If you’re a Baby Boomer some of your most cherished memories growing up were getting out of the house for ice cream or hamburger. We take a look at some of our most favorite Bankrupt Restaurants that are no longer around and remember what made them special.


Dog ‘N Suds – A Beach Town Favorite Around the Great Lakes

One of Four Dog ‘n Suds still in Operation

This hot dog stand with a butterfly roof found its niche at beach and resort towns all around the Great Lakes in the 1950s and 1960s. Music teachers James Griggs and Don Hamacher opened the first Dog n Suds in 1953 in Champaign, Illinois. Serving hot dogs, burgers and the creamiest root beer around they grew the business. By 1968, there were over 650 restaurants primarily in the Midwest.

Today there still two Dog ‘n Suds drive-ins in Michigan and two in Indiana. They have real carhop service and outside umbrella tables. They are open during the season from April through September.


Before Cracker Barrel there Was Bill Knapp’s

Bill Knapp’s was a Midwest Favorite

The first Bill Knapp’s restaurant was located in Battle Creek Michigan in 1948. It was an American family restaurant chain known for its made from scratch home-style foods and famous chocolate cake. This chain grew to 60 locations in the Midwest. Its early success was attributed to locating many of the restaurants off major highway exits. This freeway focused placement attracted travelers offered a convenient meeting place for friends and families.
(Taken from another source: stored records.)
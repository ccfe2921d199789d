use std::sync::Arc;

use async_trait::async_trait;
use redis::{AsyncCommands, aio::MultiplexedConnection};
use tokio::sync::RwLock;
use tracing::{debug, error, trace, warn};

use crate::cache::{CacheResult, LocationCache};
use crate::config::CacheConfig;
use crate::errors::{GeodiscountError, Result};
use crate::geoip::ResolvedLocation;

/// Redis 位置缓存
///
/// 多实例部署时共享解析结果。值以 JSON 存储，带 TTL。
pub struct RedisLocationCache {
    client: redis::Client,
    /// 持久化连接，使用 RwLock 保护
    connection: Arc<RwLock<Option<MultiplexedConnection>>>,
    key_prefix: String,
    ttl: u64,
}

impl RedisLocationCache {
    pub fn new(config: &CacheConfig) -> Result<Self> {
        let redis_config = &config.redis;

        debug!(
            "RedisLocationCache created with prefix: '{}', TTL: {}s",
            redis_config.key_prefix, config.default_ttl
        );

        let client = redis::Client::open(redis_config.url.clone()).map_err(|e| {
            GeodiscountError::cache_connection(format!("Invalid Redis URL: {e}"))
        })?;

        // 启动时同步 PING 一次，尽早暴露配置错误
        match client.get_connection() {
            Ok(mut conn) => match redis::cmd("PING").query::<String>(&mut conn) {
                Ok(response) => {
                    debug!("Redis connection test successful: {}", response);
                }
                Err(e) => {
                    error!(
                        "Failed to ping Redis server: {}. Check Redis server status and URL: {}",
                        e, redis_config.url
                    );
                    return Err(GeodiscountError::cache_connection(format!(
                        "Redis ping failed: {e}"
                    )));
                }
            },
            Err(e) => {
                error!(
                    "Failed to connect to Redis server: {}. Check Redis server status and URL: {}",
                    e, redis_config.url
                );
                return Err(GeodiscountError::cache_connection(format!(
                    "Redis connection failed: {e}"
                )));
            }
        }

        Ok(Self {
            client,
            connection: Arc::new(RwLock::new(None)),
            key_prefix: redis_config.key_prefix.clone(),
            ttl: config.default_ttl,
        })
    }

    /// 获取或建立持久连接
    async fn get_connection(&self) -> std::result::Result<MultiplexedConnection, redis::RedisError> {
        // 首先尝试读取现有连接
        {
            let conn_guard = self.connection.read().await;
            if let Some(ref conn) = *conn_guard {
                return Ok(conn.clone());
            }
        }

        // 需要建立新连接
        let mut conn_guard = self.connection.write().await;

        // 双重检查，避免竞态条件
        if let Some(ref conn) = *conn_guard {
            return Ok(conn.clone());
        }

        let new_conn = self.client.get_multiplexed_async_connection().await?;
        *conn_guard = Some(new_conn.clone());
        debug!("Redis connection established and cached");

        Ok(new_conn)
    }

    /// 重置连接（在连接错误时调用）
    async fn reset_connection(&self) {
        let mut conn_guard = self.connection.write().await;
        *conn_guard = None;
        debug!("Redis connection reset due to error");
    }

    fn make_key(&self, ip: &str) -> String {
        format!("{}{}", self.key_prefix, ip)
    }
}

#[async_trait]
impl LocationCache for RedisLocationCache {
    async fn get(&self, ip: &str) -> CacheResult {
        let redis_key = self.make_key(ip);

        let mut conn = match self.get_connection().await {
            Ok(c) => c,
            Err(e) => {
                error!("Failed to get Redis connection: {}", e);
                self.reset_connection().await;
                return CacheResult::Unavailable;
            }
        };

        let result: redis::RedisResult<Option<String>> = conn.get(&redis_key).await;

        match result {
            Ok(Some(data)) => match serde_json::from_str::<ResolvedLocation>(&data) {
                Ok(location) => {
                    trace!("Successfully retrieved cached location for: {}", ip);
                    CacheResult::Found(location)
                }
                Err(e) => {
                    error!("Failed to deserialize cached location for '{}': {}", ip, e);
                    CacheResult::Unavailable
                }
            },
            Ok(None) => {
                trace!("Location not found in cache: {}", ip);
                CacheResult::NotFound
            }
            Err(e) => {
                error!("Failed to get key '{}': {}", redis_key, e);
                // 连接可能已断开，重置连接
                self.reset_connection().await;
                CacheResult::Unavailable
            }
        }
    }

    async fn insert(&self, ip: &str, location: ResolvedLocation) {
        let redis_key = self.make_key(ip);

        let mut conn = match self.get_connection().await {
            Ok(c) => c,
            Err(e) => {
                error!("Failed to get Redis connection: {}", e);
                self.reset_connection().await;
                return;
            }
        };

        match serde_json::to_string(&location) {
            Ok(serialized) => {
                match conn
                    .set_ex::<String, String, ()>(redis_key, serialized, self.ttl)
                    .await
                {
                    Ok(_) => {
                        trace!("Successfully cached location for: {}", ip);
                    }
                    Err(e) => {
                        error!("Failed to cache location for '{}': {}", ip, e);
                        self.reset_connection().await;
                    }
                }
            }
            Err(e) => {
                error!("Failed to serialize location for '{}': {}", ip, e);
            }
        }
    }

    async fn remove(&self, ip: &str) {
        let redis_key = self.make_key(ip);

        let mut conn = match self.get_connection().await {
            Ok(c) => c,
            Err(e) => {
                error!("Failed to get Redis connection: {}", e);
                self.reset_connection().await;
                return;
            }
        };

        match conn.del::<String, i32>(redis_key).await {
            Ok(deleted_count) => {
                if deleted_count > 0 {
                    trace!("Successfully removed cached location for: {}", ip);
                } else {
                    trace!("No cached location to remove for: {}", ip);
                }
            }
            Err(e) => {
                error!("Failed to remove key for '{}': {}", ip, e);
                self.reset_connection().await;
            }
        }
    }

    async fn invalidate_all(&self) {
        warn!("RedisLocationCache does not implement invalidate_all");
    }
}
Its downfall started in 1998 because new owners totally revamped the menu and redecorated the restaurant interiors. This alienated its older yet loyal clientele. The owners tried to restore the original décor and menus in 2001 however it was too late. The last of the bankrupt restaurants closed in 2002.

The Knapp’s famous chocolate cake and other bakery products were sold to Awrey Bakeries and are still available in many stores in the Midwest.
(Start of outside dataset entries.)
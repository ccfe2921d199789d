use actix_cors::Cors;
use actix_web::{
    App, HttpServer,
    middleware::{Compress, DefaultHeaders},
    web,
};
use tracing::{info, warn};

use geodiscounts::api::{AppStartTime, discount_routes, health_routes, retailer_routes};
use geodiscounts::cache::CacheFactory;
use geodiscounts::config::{get_config, init_config};
use geodiscounts::geoip::LocationResolver;
use geodiscounts::repository::RepositoryFactory;
use geodiscounts::system::init_logging;

#[actix_web::main]
async fn main() -> std::io::Result<()> {
    // 记录程序启动时间
    let app_start_time = AppStartTime {
        start_datetime: chrono::Utc::now(),
    };

    dotenvy::dotenv().ok();
    init_config();
    let config = get_config();

    // guard 需要存活到进程结束，否则日志会丢失
    let _log_guard = init_logging(&config.logging);

    let repository = RepositoryFactory::create(&config.database)
        .await
        .map_err(|e| std::io::Error::other(e.format_simple()))?;
    info!("Using repository backend: {}", config.database.backend);

    let cache = CacheFactory::create(&config.cache)
        .map_err(|e| std::io::Error::other(e.format_simple()))?;

    let resolver = LocationResolver::from_config(&config.geolocation, cache);
    info!("Using geolocation provider: {}", resolver.provider_name());

    if config.geolocation.dev_fallback {
        warn!("Dev fallback enabled: loopback/test IPs resolve to the fixed test location");
    }

    if config.server.trusted_proxies.is_empty() {
        warn!(
            "Client IP extraction: auto-detect mode enabled. \
             Connections from private IPs will use X-Forwarded-For. \
             To disable, configure server.trusted_proxies explicitly."
        );
    } else {
        info!(
            "Client IP extraction: explicit trusted proxies configured: {:?}",
            config.server.trusted_proxies
        );
    }

    let cpu_count = config.server.cpu_count.min(32);
    let bind_address = format!("{}:{}", config.server.host, config.server.port);
    warn!("Starting server at http://{}", bind_address);

    HttpServer::new(move || {
        App::new()
            .wrap(Cors::permissive())
            .wrap(Compress::default())
            .app_data(web::Data::new(repository.clone()))
            .app_data(web::Data::new(resolver.clone()))
            .app_data(web::Data::new(app_start_time.clone()))
            .app_data(web::PayloadConfig::new(1024 * 1024))
            .wrap(
                DefaultHeaders::new()
                    .add(("Connection", "keep-alive"))
                    .add(("Keep-Alive", "timeout=30, max=1000")),
            )
            .service(
                web::scope("/api/v1")
                    .service(discount_routes())
                    .service(retailer_routes()),
            )
            .service(health_routes())
    })
    .keep_alive(std::time::Duration::from_secs(30))
    .client_request_timeout(std::time::Duration::from_millis(5000))
    .client_disconnect_timeout(std::time::Duration::from_millis(1000))
    .workers(cpu_count)
    .bind(bind_address)?
    .run()
    .await
}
Burger Chef – The Original Charbroiled Burger

Burger Chef had a Unique Recognizable Design

Founded in Indianapolis in 1954, specializing in a charbroiled burger and other fast foods. By 1972, it has grown to 1,050 locations. The burger outlet marketed its flagship burgers under the names Big Shef and Super Shef hamburgers. General Foods brought the nameplate and divested it to other franchises. A majority of the restaurants are now Hardees. The chain ceased operation in 1996.
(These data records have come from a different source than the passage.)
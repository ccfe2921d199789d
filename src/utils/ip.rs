//! IP 地址处理工具
//!
//! 提供统一的客户端 IP 提取功能，支持：
//! - 可信代理配置（trusted_proxies）
//! - CIDR 匹配
//! - 私有 IP 自动检测

use std::net::{IpAddr, SocketAddr};

use actix_web::HttpRequest;
use actix_web::dev::ConnectionInfo;
use tracing::debug;

use crate::config::get_config;

/// 检查 IP 是否为私有地址或 localhost
pub fn is_private_or_local(ip: &IpAddr) -> bool {
    match ip {
        IpAddr::V4(v4) => v4.is_private() || v4.is_loopback(),
        IpAddr::V6(v6) => {
            // IPv6 私有地址：
            // - fc00::/7 (ULA, RFC 4193)
            // - fe80::/10 (Link-local)
            // - ::1 (Loopback)
            v6.is_loopback()
                || (v6.segments()[0] & 0xfe00) == 0xfc00
                || (v6.segments()[0] & 0xffc0) == 0xfe80
        }
    }
}

/// 检查 IP 是否在可信代理列表中
pub fn is_trusted_proxy(ip: &str, trusted_proxies: &[String]) -> bool {
    // 先尝试解析为 SocketAddr（支持 ip:port），如果失败再尝试纯 IpAddr
    let ip_addr = if let Ok(socket_addr) = ip.parse::<SocketAddr>() {
        socket_addr.ip()
    } else if let Ok(ip_addr) = ip.parse::<IpAddr>() {
        ip_addr
    } else {
        return false;
    };

    for proxy in trusted_proxies {
        if proxy.contains('/') {
            // CIDR 格式（如 "192.168.1.0/24"）
            if ip_in_cidr(&ip_addr, proxy) {
                return true;
            }
        } else {
            // 单 IP
            if let Ok(proxy_addr) = proxy.parse::<IpAddr>()
                && ip_addr == proxy_addr
            {
                return true;
            }
        }
    }
    false
}

/// CIDR 检查
pub fn ip_in_cidr(ip: &IpAddr, cidr: &str) -> bool {
    let Some((network, prefix_len)) = cidr.split_once('/') else {
        return false;
    };

    let Ok(prefix_len) = prefix_len.parse::<u8>() else {
        return false;
    };

    let Ok(network_addr) = network.parse::<IpAddr>() else {
        return false;
    };

    match (ip, network_addr) {
        (IpAddr::V4(ip), IpAddr::V4(net)) => {
            if prefix_len > 32 {
                return false;
            }
            let mask = u32::MAX.checked_shl(32 - prefix_len as u32).unwrap_or(0);
            let ip_bits = u32::from_be_bytes(ip.octets());
            let net_bits = u32::from_be_bytes(net.octets());
            (ip_bits & mask) == (net_bits & mask)
        }
        (IpAddr::V6(ip), IpAddr::V6(net)) => {
            if prefix_len > 128 {
                return false;
            }
            let mask = u128::MAX.checked_shl(128 - prefix_len as u32).unwrap_or(0);
            let ip_bits = u128::from_be_bytes(ip.octets());
            let net_bits = u128::from_be_bytes(net.octets());
            (ip_bits & mask) == (net_bits & mask)
        }
        _ => false, // IPv4 vs IPv6 不匹配
    }
}

/// 从 ConnectionInfo 提取真实客户端 IP（核心逻辑）
///
/// 策略（按优先级）：
/// 1. 显式配置 trusted_proxies 且匹配 → 使用 X-Forwarded-For
/// 2. 未配置 trusted_proxies 且连接来自私有 IP → 自动检测代理，使用 X-Forwarded-For
/// 3. 默认 → 使用连接 IP（公网直连场景，防止伪造）
///
/// `get_forwarded_ip` 闭包用于从请求头获取转发的 IP（X-Forwarded-For 或 X-Real-IP）
pub fn extract_client_ip_from_conn_info<F>(
    conn_info: &ConnectionInfo,
    trusted_proxies: &[String],
    get_forwarded_ip: F,
) -> Option<String>
where
    F: FnOnce() -> Option<String>,
{
    let peer_ip = conn_info.peer_addr()?;

    // 步骤 1: 检查是否显式配置了可信代理
    if !trusted_proxies.is_empty() {
        if is_trusted_proxy(peer_ip, trusted_proxies) {
            let real_ip = get_forwarded_ip().unwrap_or_else(|| peer_ip.to_string());
            debug!("Trusted proxy (explicit): {} -> {}", peer_ip, real_ip);
            return Some(real_ip);
        }
        // 显式配置了但不匹配 → 使用连接 IP（不信任 X-Forwarded-For）
        debug!(
            "Connection from {}, not in trusted_proxies, using peer IP",
            peer_ip
        );
        return Some(peer_ip.to_string());
    }

    // 步骤 2: 未配置 trusted_proxies → 智能检测
    if let Ok(ip_addr) = peer_ip.parse::<IpAddr>()
        && is_private_or_local(&ip_addr)
    {
        // 连接来自私有 IP/localhost → 假设有反向代理
        if let Some(real_ip) = get_forwarded_ip() {
            debug!(
                "Auto-detect proxy (private IP {}): using X-Forwarded-For: {}",
                peer_ip, real_ip
            );
            return Some(real_ip);
        }
        // 私有 IP 但无 X-Forwarded-For（可能是内网直连）
        debug!("Private IP {} without X-Forwarded-For", peer_ip);
    }

    // 步骤 3: 默认使用连接 IP
    Some(peer_ip.to_string())
}

/// 从 HttpRequest 提取真实客户端 IP
pub fn extract_client_ip(req: &HttpRequest) -> Option<String> {
    let config = get_config();
    extract_client_ip_from_conn_info(
        &req.connection_info(),
        &config.server.trusted_proxies,
        || extract_forwarded_ip(req),
    )
}

/// 从请求头提取转发的 IP（X-Forwarded-For 或 X-Real-IP）
fn extract_forwarded_ip(req: &HttpRequest) -> Option<String> {
    extract_forwarded_ip_from_headers(req.headers())
}

/// 从 HeaderMap 提取转发的 IP
pub fn extract_forwarded_ip_from_headers(
    headers: &actix_web::http::header::HeaderMap,
) -> Option<String> {
    // 优先 X-Forwarded-For（取第一个，即原始客户端 IP）
    headers
        .get("x-forwarded-for")
        .and_then(|h| h.to_str().ok())
        .and_then(|s| s.split(',').next())
        .map(|s| s.trim().to_string())
        .or_else(|| {
            // 其次 X-Real-IP
            headers
                .get("x-real-ip")
                .and_then(|h| h.to_str().ok())
                .map(String::from)
        })
}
Burger Chefs’ marketing coup came with the use of two characters in advertising: Burger Chef and Jeff. The chain also was the first to offer a meal package specifically geared to children. A concept that McDonald’s later used with the Happy Meal. In 2014, the iconic drama “Mad Men” featured a Burger Chef restaurant as the main characters ate under the fluorescent glow within a triangle pitched restaurant.

Burger Chef TV Commercial


Farrell’s Ice Cream Parlour – Sweet, Crazy, Loud, Fun

Farrell’s Logo

While not established in the Midwest, this loud, gaudy, ice cream parlor found a home in the Great Lakes region. It was the place for kids’ birthday parties. With servers in straw skimmer hats, this was not the place to take anyone who cannot stand being bombarded with stimulation. It was a full-service restaurant but it had a special flair for its desserts. If someone wanted to really splurge, they ordered the “Zoo”. This was a huge concoction of 30 scoops of chocolate, strawberry, and vanilla ice cream, with strawberry, chocolate, and marshmallow topping. Topped with bananas, sprinkles, whipped cream, a cherry, and a menagerie of plastic animals. This huge sundae was carried by two striped vest servers and followed by a banging drum, sirens, fire engine bells, and banjo playing.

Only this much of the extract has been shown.